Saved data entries
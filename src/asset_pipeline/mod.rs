pub mod generate_tangents;
pub mod images;
pub mod materials;
pub mod primitives;
pub mod starfield;
//! Store wiring: picks the backend from config, bootstraps it, and builds
//! one `ResourceService` per entity kind.

use std::sync::Arc;

use anyhow::Context;

use taproom_catalog::{Beer, Customer, Resource, ResourceService};
use taproom_core::EntityStore;
use taproom_infra::db;
use taproom_infra::{InMemoryEntityStore, PostgresBeerStore, PostgresCustomerStore, seed_sample_data};

use crate::config::{AppConfig, StoreBackend};

pub struct AppServices {
    pub beers: ResourceService<Beer>,
    pub customers: ResourceService<Customer>,
    public_base_url: String,
}

/// Lets generic handlers find the service for their resource kind.
pub trait ServesResource<R: Resource> {
    fn service(&self) -> &ResourceService<R>;
}

impl ServesResource<Beer> for AppServices {
    fn service(&self) -> &ResourceService<Beer> {
        &self.beers
    }
}

impl ServesResource<Customer> for AppServices {
    fn service(&self) -> &ResourceService<Customer> {
        &self.customers
    }
}

impl AppServices {
    pub fn new(
        beers: Arc<dyn EntityStore<Beer>>,
        customers: Arc<dyn EntityStore<Customer>>,
        public_base_url: impl Into<String>,
    ) -> Self {
        Self {
            beers: ResourceService::new(beers),
            customers: ResourceService::new(customers),
            public_base_url: public_base_url.into(),
        }
    }

    /// Absolute URL of a single resource, used for `Location` headers.
    pub fn location(&self, path: &str) -> String {
        format!("{}{path}", self.public_base_url)
    }
}

pub async fn build_services(config: &AppConfig) -> anyhow::Result<AppServices> {
    let services = match &config.store {
        StoreBackend::InMemory => {
            tracing::info!("using in-memory stores");
            build_in_memory_services(config)
        }
        StoreBackend::Postgres {
            database_url,
            max_connections,
        } => build_postgres_services(config, database_url, *max_connections).await?,
    };

    if config.seed_sample_data {
        seed_sample_data(services.beers.store().as_ref(), services.customers.store().as_ref())
            .await
            .context("failed to seed sample data")?;
    }

    Ok(services)
}

fn build_in_memory_services(config: &AppConfig) -> AppServices {
    AppServices::new(
        Arc::new(InMemoryEntityStore::<Beer>::new()),
        Arc::new(InMemoryEntityStore::<Customer>::new()),
        config.public_base_url.clone(),
    )
}

async fn build_postgres_services(
    config: &AppConfig,
    database_url: &str,
    max_connections: u32,
) -> anyhow::Result<AppServices> {
    let pool = db::connect(database_url, max_connections)
        .await
        .context("failed to connect to Postgres")?;
    db::bootstrap_schema(&pool)
        .await
        .context("failed to bootstrap database schema")?;

    tracing::info!(max_connections, "using Postgres stores");
    Ok(AppServices::new(
        Arc::new(PostgresBeerStore::new(pool.clone())),
        Arc::new(PostgresCustomerStore::new(pool)),
        config.public_base_url.clone(),
    ))
}
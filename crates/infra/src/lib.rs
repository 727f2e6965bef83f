//! Infrastructure layer: entity stores, database bootstrap, sample data.

pub mod db;
pub mod seed;
pub mod store;

pub use seed::{SeedReport, seed_sample_data};
pub use store::{InMemoryEntityStore, PostgresBeerStore, PostgresCustomerStore};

EXERCISE OBJECTIVE: For each line above that includes "anyhow", make a copy.

SOLUTION:
use anyhow::Context;
pub async fn build_services(config: &AppConfig) -> anyhow::Result<AppServices> {
) -> anyhow::Result<AppServices> {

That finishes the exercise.